What you need to do:
List each line of the data in which the string "Some" appears.

*** Opening of The input ***

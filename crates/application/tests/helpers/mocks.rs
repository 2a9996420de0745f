#![allow(dead_code)]

use async_trait::async_trait;
use resolve_application::ports::{LookupResolver, ResultSink, TargetSource};
use resolve_domain::{DomainError, ResultLine, Target};
use std::collections::HashMap;
use std::net::IpAddr;
use std::sync::atomic::{AtomicUsize, Ordering};
use std::sync::{Arc, Mutex};
use std::time::Duration;

#[derive(Default)]
pub struct MockLookupResolver {
    forward: Mutex<HashMap<String, Result<Vec<IpAddr>, DomainError>>>,
    reverse: Mutex<HashMap<IpAddr, Result<Vec<String>, DomainError>>>,
    ipv6_requests: Mutex<Vec<bool>>,
}

impl MockLookupResolver {
    pub fn new() -> Self {
        Self::default()
    }

    pub fn set_addresses(&self, host: &str, addresses: &[&str]) {
        let addresses = addresses.iter().map(|a| a.parse().unwrap()).collect();
        self.forward
            .lock()
            .unwrap()
            .insert(host.to_string(), Ok(addresses));
    }

    pub fn set_forward_error(&self, host: &str, error: DomainError) {
        self.forward
            .lock()
            .unwrap()
            .insert(host.to_string(), Err(error));
    }

    pub fn set_names(&self, ip: &str, names: &[&str]) {
        let names = names.iter().map(|n| n.to_string()).collect();
        self.reverse
            .lock()
            .unwrap()
            .insert(ip.parse().unwrap(), Ok(names));
    }

    pub fn set_reverse_error(&self, ip: &str, error: DomainError) {
        self.reverse
            .lock()
            .unwrap()
            .insert(ip.parse().unwrap(), Err(error));
    }

    pub fn ipv6_requests(&self) -> Vec<bool> {
        self.ipv6_requests.lock().unwrap().clone()
    }
}

#[async_trait]
impl LookupResolver for MockLookupResolver {
    async fn lookup_ip(&self, host: &str, include_ipv6: bool) -> Result<Vec<IpAddr>, DomainError> {
        self.ipv6_requests.lock().unwrap().push(include_ipv6);
        self.forward
            .lock()
            .unwrap()
            .get(host)
            .cloned()
            .unwrap_or_else(|| Ok(Vec::new()))
    }

    async fn lookup_addr(&self, ip: IpAddr) -> Result<Vec<String>, DomainError> {
        self.reverse
            .lock()
            .unwrap()
            .get(&ip)
            .cloned()
            .unwrap_or_else(|| Ok(Vec::new()))
    }

    fn name(&self) -> &str {
        "mock"
    }
}

/// Records how many lookups run at the same time.
pub struct CountingResolver {
    delay: Duration,
    in_flight: AtomicUsize,
    peak: AtomicUsize,
    calls: AtomicUsize,
}

impl CountingResolver {
    pub fn new(delay: Duration) -> Self {
        Self {
            delay,
            in_flight: AtomicUsize::new(0),
            peak: AtomicUsize::new(0),
            calls: AtomicUsize::new(0),
        }
    }

    pub fn peak(&self) -> usize {
        self.peak.load(Ordering::SeqCst)
    }

    pub fn calls(&self) -> usize {
        self.calls.load(Ordering::SeqCst)
    }

    async fn track(&self) {
        let now = self.in_flight.fetch_add(1, Ordering::SeqCst) + 1;
        self.peak.fetch_max(now, Ordering::SeqCst);
        self.calls.fetch_add(1, Ordering::SeqCst);
        tokio::time::sleep(self.delay).await;
        self.in_flight.fetch_sub(1, Ordering::SeqCst);
    }
}

#[async_trait]
impl LookupResolver for CountingResolver {
    async fn lookup_ip(&self, _host: &str, _include_ipv6: bool) -> Result<Vec<IpAddr>, DomainError> {
        self.track().await;
        Ok(vec!["192.0.2.1".parse().unwrap()])
    }

    async fn lookup_addr(&self, _ip: IpAddr) -> Result<Vec<String>, DomainError> {
        self.track().await;
        Ok(vec!["host.example.".to_string()])
    }

    fn name(&self) -> &str {
        "counting"
    }
}

/// In-memory target source that can fail after a given number of reads.
pub struct VecTargetSource {
    targets: std::vec::IntoIter<Target>,
    fail_after: Option<usize>,
    reads: Arc<AtomicUsize>,
}

impl VecTargetSource {
    pub fn new(targets: &[&str]) -> Self {
        Self {
            targets: targets
                .iter()
                .map(|t| Target::new(t))
                .collect::<Vec<_>>()
                .into_iter(),
            fail_after: None,
            reads: Arc::new(AtomicUsize::new(0)),
        }
    }

    pub fn failing_after(mut self, reads: usize) -> Self {
        self.fail_after = Some(reads);
        self
    }

    pub fn reads(&self) -> Arc<AtomicUsize> {
        Arc::clone(&self.reads)
    }
}

#[async_trait]
impl TargetSource for VecTargetSource {
    async fn next_target(&mut self) -> Result<Option<Target>, DomainError> {
        let done = self.reads.fetch_add(1, Ordering::SeqCst);
        if self.fail_after == Some(done) {
            return Err(DomainError::TargetSourceError {
                source_name: "memory".to_string(),
                message: "broken pipe".to_string(),
            });
        }
        Ok(self.targets.next())
    }

    fn describe(&self) -> &str {
        "memory"
    }
}

#[derive(Default)]
pub struct CollectingSink {
    batches: Mutex<Vec<Vec<String>>>,
    fail: bool,
}

impl CollectingSink {
    pub fn new() -> Self {
        Self::default()
    }

    pub fn failing() -> Self {
        Self {
            batches: Mutex::new(Vec::new()),
            fail: true,
        }
    }

    pub fn lines(&self) -> Vec<String> {
        self.batches
            .lock()
            .unwrap()
            .iter()
            .flatten()
            .cloned()
            .collect()
    }

    pub fn batches(&self) -> Vec<Vec<String>> {
        self.batches.lock().unwrap().clone()
    }
}

impl ResultSink for CollectingSink {
    fn emit(&self, lines: &[ResultLine]) -> Result<(), DomainError> {
        if self.fail {
            return Err(DomainError::OutputError("closed".to_string()));
        }
        self.batches
            .lock()
            .unwrap()
            .push(lines.iter().map(|l| l.to_string()).collect());
        Ok(())
    }
}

*** Close of The input ***

Answer section:
        self.fail_after = Some(reads);
        if self.fail_after == Some(done) {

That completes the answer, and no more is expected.